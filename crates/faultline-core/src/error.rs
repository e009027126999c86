//! Failure signals raised while serving a request

use thiserror::Error;
use validator::ValidationErrors;

use crate::detail::{self, ConstraintViolation, FieldError};
use crate::persistence::{self, PersistenceSignal};

/// A dedicated "resource does not exist" signal
#[derive(Error, Debug, Clone, PartialEq, Eq)]
#[error("{0}")]
pub struct NotFound(pub String);

/// Input that is unacceptable but was not caught by declarative validation
#[derive(Error, Debug, Clone, PartialEq, Eq)]
#[error("{0}")]
pub struct IllegalArgument(pub String);

/// Caller identity missing or rejected, raised after dispatch
#[derive(Error, Debug, Clone, PartialEq, Eq)]
#[error("unauthorized: {0}")]
pub struct Unauthorized(pub String);

/// Caller known but not allowed to perform the operation
#[derive(Error, Debug, Clone, PartialEq, Eq)]
#[error("forbidden: {0}")]
pub struct Forbidden(pub String);

/// A write rejected by a storage constraint
#[derive(Error, Debug, Clone, PartialEq, Eq)]
#[error("integrity violation: {0}")]
pub struct IntegrityViolation(pub String);

/// Parameter constraints that failed, in reported order
#[derive(Error, Debug, Clone, PartialEq, Eq)]
#[error("{} parameter constraint(s) violated", .0.len())]
pub struct ParamViolations(pub Vec<ConstraintViolation>);

/// Every failure the error boundary knows how to report
///
/// Variants are listed in classification precedence. Opaque errors enter
/// through [`Failure::classify`], which checks them in the same order.
#[derive(Error, Debug)]
pub enum Failure {
    /// Whole request body failed validation
    #[error("request body failed validation on {} field(s)", .0.len())]
    BodyValidation(Vec<FieldError>),

    /// Request parameters failed validation
    #[error("request parameters failed validation on {} field(s)", .0.len())]
    ParamValidation(Vec<ConstraintViolation>),

    /// Resource or persisted entity is missing
    #[error("not found: {}", .0.as_deref().unwrap_or("<no message>"))]
    NotFound(Option<String>),

    /// Unacceptable input
    #[error("illegal argument: {}", .0.as_deref().unwrap_or("<no message>"))]
    IllegalArgument(Option<String>),

    /// Handler rejected the caller's identity, the reason is only logged
    #[error("unauthorized: {}", .0.as_deref().unwrap_or("<no reason>"))]
    Unauthorized(Option<String>),

    /// Handler rejected the caller's privilege, the reason is only logged
    #[error("forbidden: {}", .0.as_deref().unwrap_or("<no reason>"))]
    Forbidden(Option<String>),

    /// Storage rejected a write
    #[error("integrity violation: {0}")]
    IntegrityViolation(eyre::Report),

    /// Anything that matched no other rule
    #[error("unclassified failure: {0}")]
    Unclassified(eyre::Report),
}

impl Failure {
    /// Classify an opaque error by checking the signal types in precedence order
    pub fn classify(report: eyre::Report) -> Self {
        if let Some(errors) = report.downcast_ref::<ValidationErrors>() {
            return Failure::BodyValidation(detail::field_errors(errors));
        }
        if let Some(ParamViolations(violations)) = report.downcast_ref::<ParamViolations>() {
            return Failure::ParamValidation(violations.clone());
        }
        if let Some(NotFound(message)) = report.downcast_ref::<NotFound>() {
            return Failure::NotFound(Some(message.clone()));
        }
        let persisted = report
            .downcast_ref::<sqlx::Error>()
            .and_then(persistence::classify);
        if persisted == Some(PersistenceSignal::Missing) {
            return Failure::NotFound(None);
        }
        if let Some(IllegalArgument(message)) = report.downcast_ref::<IllegalArgument>() {
            return Failure::IllegalArgument(Some(message.clone()));
        }
        if let Some(Unauthorized(reason)) = report.downcast_ref::<Unauthorized>() {
            return Failure::Unauthorized(Some(reason.clone()));
        }
        if let Some(Forbidden(reason)) = report.downcast_ref::<Forbidden>() {
            return Failure::Forbidden(Some(reason.clone()));
        }
        if persisted == Some(PersistenceSignal::Integrity)
            || report.downcast_ref::<IntegrityViolation>().is_some()
        {
            return Failure::IntegrityViolation(report);
        }
        Failure::Unclassified(report)
    }

    /// Wrap any error and classify it
    pub fn from_error<E>(error: E) -> Self
    where
        E: std::error::Error + Send + Sync + 'static,
    {
        Self::classify(eyre::Report::new(error))
    }

    /// Build an unclassified failure from a message
    pub fn internal(message: impl Into<String>) -> Self {
        let message: String = message.into();
        Failure::Unclassified(eyre::eyre!(message))
    }

    /// Number of field-level details this failure carries
    #[must_use]
    pub fn detail_count(&self) -> usize {
        match self {
            Failure::BodyValidation(errors) => errors.len(),
            Failure::ParamValidation(violations) => violations.len(),
            _ => 0,
        }
    }
}

impl From<eyre::Report> for Failure {
    fn from(report: eyre::Report) -> Self {
        Self::classify(report)
    }
}

impl From<ValidationErrors> for Failure {
    fn from(errors: ValidationErrors) -> Self {
        Failure::BodyValidation(detail::field_errors(&errors))
    }
}

impl From<ParamViolations> for Failure {
    fn from(ParamViolations(violations): ParamViolations) -> Self {
        Failure::ParamValidation(violations)
    }
}

impl From<NotFound> for Failure {
    fn from(NotFound(message): NotFound) -> Self {
        Failure::NotFound(Some(message))
    }
}

impl From<IllegalArgument> for Failure {
    fn from(IllegalArgument(message): IllegalArgument) -> Self {
        Failure::IllegalArgument(Some(message))
    }
}

impl From<Unauthorized> for Failure {
    fn from(Unauthorized(reason): Unauthorized) -> Self {
        Failure::Unauthorized(Some(reason))
    }
}

impl From<Forbidden> for Failure {
    fn from(Forbidden(reason): Forbidden) -> Self {
        Failure::Forbidden(Some(reason))
    }
}

impl From<IntegrityViolation> for Failure {
    fn from(violation: IntegrityViolation) -> Self {
        Failure::IntegrityViolation(eyre::Report::new(violation))
    }
}

impl From<sqlx::Error> for Failure {
    fn from(error: sqlx::Error) -> Self {
        Self::from_error(error)
    }
}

......

▶ _YOUR INSTRUCTIONS_
Copy the lines above exactly, from the very first through the one containing "Opaque errors enter", and include no other line.

▶ _TASK SOLUTION_
filename crates/faultline-core/src/error.rs
repository e009027126999c86
//! Failure signals raised while serving a request

use thiserror::Error;
use validator::ValidationErrors;

use crate::detail::{self, ConstraintViolation, FieldError};
use crate::persistence::{self, PersistenceSignal};

/// A dedicated "resource does not exist" signal
#[derive(Error, Debug, Clone, PartialEq, Eq)]
#[error("{0}")]
pub struct NotFound(pub String);

/// Input that is unacceptable but was not caught by declarative validation
#[derive(Error, Debug, Clone, PartialEq, Eq)]
#[error("{0}")]
pub struct IllegalArgument(pub String);

/// Caller identity missing or rejected, raised after dispatch
#[derive(Error, Debug, Clone, PartialEq, Eq)]
#[error("unauthorized: {0}")]
pub struct Unauthorized(pub String);

/// Caller known but not allowed to perform the operation
#[derive(Error, Debug, Clone, PartialEq, Eq)]
#[error("forbidden: {0}")]
pub struct Forbidden(pub String);

/// A write rejected by a storage constraint
#[derive(Error, Debug, Clone, PartialEq, Eq)]
#[error("integrity violation: {0}")]
pub struct IntegrityViolation(pub String);

/// Parameter constraints that failed, in reported order
#[derive(Error, Debug, Clone, PartialEq, Eq)]
#[error("{} parameter constraint(s) violated", .0.len())]
pub struct ParamViolations(pub Vec<ConstraintViolation>);

/// Every failure the error boundary knows how to report
///
/// Variants are listed in classification precedence. Opaque errors enter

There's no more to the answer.